Right Against Self-Incrimination In Context Of Ever Expanding Technology

    This article discusses case law on right against self- incrimination. It also assesses the constitutional validity of the manner in which the evidence was obtained especially with respect to latest technological developments. It also examines whether the adjudication in the context of article 20 (3) is done within the framework of practicability or in the framework of constitutional principles. It additionally also answers the question that whether forcibly taking someone’s password or face id would be hit by article 20(3).

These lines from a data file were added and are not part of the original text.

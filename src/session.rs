//! The interactive loop.
//!
//! Each pass reads one token, sends its operand (if any), resolves its
//! trigger and sends the resulting command (unless it is a no-op), printing
//! every reply as it arrives. The loop ends when the engine signals quit or
//! the input is interrupted or closed.

use std::io::{self, Write};

use thiserror::Error;
use tracing::{debug, info};

use crate::backend::Backend;
use crate::commands::{resolve, Resolution, COMMANDS, DELIMITERS};
use crate::ipc::{IpcError, Reply};
use crate::tokenizer::{read_token, CharSource, InputError};

/// Why the loop stopped.
#[derive(Debug, Clone, Copy, PartialEq, Eq)]
pub enum ExitReason {
    /// The engine acknowledged `quit` (or hung up after it).
    EngineQuit,
    /// Ctrl-C or a termination signal.
    Interrupted,
    /// End of input.
    InputClosed,
}

/// Errors that abort the session.
#[derive(Debug, Error)]
pub enum SessionError {
    /// A round trip to the engine failed mid-session.
    #[error("Engine request failed: {0}")]
    Backend(#[from] IpcError),

    /// Reading keys or writing output failed.
    #[error("Terminal I/O error: {0}")]
    Terminal(#[source] io::Error),
}

/// Counters for one session.
#[derive(Debug, Default, Clone, Copy, PartialEq, Eq)]
pub struct SessionStats {
    /// Tokens read from the input.
    pub tokens: u64,
    /// Requests sent to the engine.
    pub requests: u64,
    /// Tokens whose trigger resolved to nothing.
    pub noops: u64,
}

/// One interactive session over an input, an engine and an output.
pub struct Session<I, B, W> {
    input: I,
    backend: B,
    output: W,
    stats: SessionStats,
}

impl<I, B, W> Session<I, B, W>
where
    I: CharSource,
    B: Backend,
    W: Write,
{
    pub fn new(input: I, backend: B, output: W) -> Self {
        Self {
            input,
            backend,
            output,
            stats: SessionStats::default(),
        }
    }

    /// Process tokens until the session ends.
    ///
    /// # Errors
    ///
    /// Any failed round trip ends the session with `SessionError::Backend`;
    /// nothing is retried.
    pub fn run(&mut self) -> Result<ExitReason, SessionError> {
        info!("Session started");
        loop {
            if let Some(reason) = self.step()? {
                info!(
                    "Session ended ({:?}): {} tokens, {} requests",
                    reason, self.stats.tokens, self.stats.requests
                );
                return Ok(reason);
            }
        }
    }

    /// Read and dispatch a single token.
    ///
    /// Returns `Some` when the session is over.
    pub fn step(&mut self) -> Result<Option<ExitReason>, SessionError> {
        let token = match read_token(&mut self.input, &mut self.output, DELIMITERS, COMMANDS) {
            Ok(token) => token,
            Err(InputError::Interrupted) => return Ok(Some(ExitReason::Interrupted)),
            Err(InputError::Closed) => return Ok(Some(ExitReason::InputClosed)),
            Err(InputError::Io(e)) => return Err(SessionError::Terminal(e)),
        };
        self.stats.tokens += 1;
        debug!("Token: operand={:?} trigger={}", token.operand, token.trigger);

        let operand_was_empty = token.operand.is_empty();
        if !operand_was_empty {
            let reply = self.backend.send_operand(&token.operand)?;
            self.stats.requests += 1;
            self.print(&reply)?;
        }

        match resolve(&token.trigger, operand_was_empty) {
            Resolution::NoOp => {
                self.stats.noops += 1;
                Ok(None)
            }
            Resolution::Command(name) => {
                let reply = self.backend.send_command(&name)?;
                self.stats.requests += 1;
                self.print(&reply)?;
                Ok(reply.quit.then_some(ExitReason::EngineQuit))
            }
        }
    }

    pub fn stats(&self) -> SessionStats {
        self.stats
    }

    pub fn backend_mut(&mut self) -> &mut B {
        &mut self.backend
    }

    pub fn output_mut(&mut self) -> &mut W {
        &mut self.output
    }

    fn print(&mut self, reply: &Reply) -> Result<(), SessionError> {
        // A hangup after quit has nothing to show
        if reply.body.is_empty() && reply.quit {
            return Ok(());
        }
        writeln!(self.output, "{}", reply.text()).map_err(SessionError::Terminal)?;
        self.output.flush().map_err(SessionError::Terminal)
    }
}
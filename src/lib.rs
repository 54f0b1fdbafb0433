//! rpn-term library
//!
//! Keystroke-driven front-end for a remote RPN calculation engine:
//!
//! - `tokenizer` - character-level state machine turning keystrokes into tokens
//! - `commands` - operator keys, command names and trigger resolution
//! - `ipc` - request-reply client for the engine (ZeroMQ or nng REQ socket)
//! - `backend` - blocking engine access used by the interactive loop
//! - `session` - the interactive loop
//! - `supervisor` - engine child process ownership
//! - `terminal` - raw mode guard, key input, signal handling
//! - `config` - command line and environment configuration
//!
//! # Example
//!
//! ```ignore
//! use rpn_term::backend::BackendClient;
//! use rpn_term::ipc::{EngineClient, TransportKind, WireProtocol};
//! use rpn_term::session::Session;
//! use rpn_term::tokenizer::ReaderInput;
//!
//! let client = EngineClient::connect(
//!     "127.0.0.1:33242",
//!     TransportKind::Zmtp,
//!     WireProtocol::Raw,
//! )?;
//! let backend = BackendClient::new(client);
//! let mut session = Session::new(ReaderInput::new(std::io::stdin()), backend, std::io::stdout());
//! session.run()?;
//! ```

pub mod backend;
pub mod commands;
pub mod config;
pub mod ipc;
pub mod session;
pub mod supervisor;
pub mod terminal;
pub mod tokenizer;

    As per article 20 (3), no person who is accused of any offence shall be compelled to act as witness against himself.  The court’s interpretation of this is that when you are forced to give something which is exclusively in your personal knowledge, that is what means compelling to be a witness in your case. In State of Bombay v. Kathi Kalu Oghad[1]  case judiciary was required to delimit the scope of  the article 20 (3) in light of the question that can the accused be forced to give his handwriting or his thumb impression sample and would the same be regarded as self-incriminatory and hit by article 20 (3).

    The court reasoned that a handwriting sample or thumb impression would be taken as non-testimonial evidence and would not violate article 20 (3) as it doesn’t convey any sort of personal knowledge which could be used against himself. Self – incrimination could only happen only when the accused is revealing or divulging something which is in his personal knowledge and virtue of that he could be incriminated. It doesn’t include the mechanical method of bringing any document related to the case. Handwriting, blood sample, voice sample do not fall into this category. They are physical evidence (non-testimonial) where the accused is not divulging anything based on his personal knowledge which is likely to incriminate him, it could only be used as corroborative evidence in the process of investigation. The judiciary took a historic step by narrowing down the scope of article 20 (3) which in a way gave teeth to law enforcement agencies.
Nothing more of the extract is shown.